Le taux de fréquence national d’accidents du travail, c’est-à-dire le nombre d’accidents avec un arrêt de travail supérieur à un jour au cours d’une période de 12 mois par million d’heures travaillées, est de 22,9 pour les salariés en CDI contre 34,9 pour le travail temporaire (soit un rapport d’environ 1,5). Dans certains secteurs, comme celui de la métallurgie, le taux de fréquence est plus de deux fois supérieur dans l’intérim (42,8 contre 20,1).
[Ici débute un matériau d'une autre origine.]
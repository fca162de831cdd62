// SPDX-License-Identifier: MIT
//
// Output buffering — one write per frame.
//
// A frame is composed of many small pieces: cursor visibility toggles,
// per-row fill markers, line clears, a final reposition. Writing each
// piece to stdout as it is produced lets the terminal repaint mid-frame,
// which shows up as tearing and a wandering cursor. The `RenderBuffer`
// accumulates every byte of the frame in memory so the whole thing can be
// delivered in a single write() syscall and then discarded.

use std::io::{self, Write};

/// A byte buffer that accumulates a frame for a single `write()` syscall.
///
/// Append with the `Write` impl (the ANSI emitters all take `impl Write`),
/// then drain with [`flush_stdout`](Self::flush_stdout) or
/// [`flush_to`](Self::flush_to). The buffer is cleared after each drain
/// but keeps its allocation for the next frame.
///
/// Default capacity: 4 KB — a full frame of fill markers and per-row
/// clears fits without reallocation.
pub struct RenderBuffer {
    buf: Vec<u8>,
}

const DEFAULT_CAPACITY: usize = 4096;

impl RenderBuffer {
    /// Create an empty buffer with default capacity.
    #[must_use]
    pub fn new() -> Self {
        Self {
            buf: Vec::with_capacity(DEFAULT_CAPACITY),
        }
    }

    /// Number of bytes accumulated.
    #[inline]
    #[must_use]
    pub fn len(&self) -> usize {
        self.buf.len()
    }

    /// Whether the buffer is empty.
    #[inline]
    #[must_use]
    pub fn is_empty(&self) -> bool {
        self.buf.is_empty()
    }

    /// The accumulated bytes (for testing and debugging).
    #[inline]
    #[must_use]
    pub fn as_bytes(&self) -> &[u8] {
        &self.buf
    }

    /// Clear the buffer for reuse (keeps allocated capacity).
    #[inline]
    pub fn clear(&mut self) {
        self.buf.clear();
    }

    /// Write the accumulated frame to stdout and clear the buffer.
    ///
    /// # Errors
    ///
    /// Returns an error if writing to stdout fails.
    pub fn flush_stdout(&mut self) -> io::Result<()> {
        if !self.buf.is_empty() {
            let mut stdout = io::stdout().lock();
            stdout.write_all(&self.buf)?;
            stdout.flush()?;
            self.buf.clear();
        }
        Ok(())
    }

    /// Write the accumulated frame to an arbitrary writer and clear the buffer.
    ///
    /// # Errors
    ///
    /// Returns an error if writing to `w` fails.
    pub fn flush_to(&mut self, w: &mut impl Write) -> io::Result<()> {
        if !self.buf.is_empty() {
            w.write_all(&self.buf)?;
            w.flush()?;
            self.buf.clear();
        }
        Ok(())
    }
}

impl Write for RenderBuffer {
    #[inline]
    fn write(&mut self, buf: &[u8]) -> io::Result<usize> {
        self.buf.extend_from_slice(buf);
        Ok(buf.len())
    }

    fn flush(&mut self) -> io::Result<()> {
        // Intentionally a no-op. Real flushing via flush_stdout() / flush_to().
        Ok(())
    }
}

impl Default for RenderBuffer {
    fn default() -> Self {
        Self::new()
    }
}

// ─── Tests ───────────────────────────────────────────────────────────────────

#[cfg(test)]
mod tests {
    use super::*;

    #[test]
    fn new_is_empty() {
        let buf = RenderBuffer::new();
        assert!(buf.is_empty());
        assert_eq!(buf.len(), 0);
    }

    #[test]
    fn write_trait_accumulates() {
        let mut buf = RenderBuffer::new();
        write!(buf, "row {}", 42).unwrap();
        assert_eq!(buf.as_bytes(), b"row 42");
        assert_eq!(buf.len(), 6);
    }

    #[test]
    fn write_is_append_only() {
        let mut buf = RenderBuffer::new();
        buf.write_all(b"\x1b[?25l").unwrap();
        buf.write_all(b"~\x1b[K").unwrap();
        assert_eq!(buf.as_bytes(), b"\x1b[?25l~\x1b[K");
    }

    #[test]
    fn clear_keeps_capacity() {
        let mut buf = RenderBuffer::new();
        write!(buf, "some frame data").unwrap();
        let cap = buf.buf.capacity();
        buf.clear();
        assert!(buf.is_empty());
        assert_eq!(buf.buf.capacity(), cap);
    }

    #[test]
    fn flush_to_drains_in_one_piece() {
        let mut buf = RenderBuffer::new();
        write!(buf, "frame data").unwrap();

        let mut dest = Vec::new();
        buf.flush_to(&mut dest).unwrap();

        assert_eq!(dest, b"frame data");
        assert!(buf.is_empty()); // cleared after flush
    }

    #[test]
    fn flush_to_empty_is_noop() {
        let mut buf = RenderBuffer::new();
        let mut dest = Vec::new();
        buf.flush_to(&mut dest).unwrap();
        assert!(dest.is_empty());
    }

    #[test]
    fn flush_reuses_buffer_across_frames() {
        let mut buf = RenderBuffer::new();
        let mut dest = Vec::new();

        write!(buf, "frame one").unwrap();
        buf.flush_to(&mut dest).unwrap();
        write!(buf, "frame two").unwrap();
        buf.flush_to(&mut dest).unwrap();

        assert_eq!(dest, b"frame oneframe two");
    }

    #[test]
    fn inner_flush_is_noop() {
        let mut buf = RenderBuffer::new();
        write!(buf, "pending").unwrap();
        buf.flush().unwrap();
        // Contents survive a Write::flush; only the drain calls clear.
        assert_eq!(buf.as_bytes(), b"pending");
    }
}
Du côté des maladies professionnelles déclarées par les intérimaires, les documents transmis par l’Union syndicale parle de 741 cas déclarés en 2014. « Un vide de données » qui s’explique par le fait « qu’un salarié travaille de manière discontinue et change fréquemment d’entreprise et de poste », ce qui laisse penser que le chiffre est en réalité beaucoup plus élevé. Aussi, « il n’existe aucun système de traçabilité de carrière et d’exposition aux risques dans le travail temporaire », ce qui ne permet pas de « relier une maladie déclarée à une activité professionnelle ou un lieu de travail ». Pourtant, Philippe Texier assure que les maladies professionnelles feraient « des milliers de morts chaque année », notamment dues à l’amiante ou aux cancers.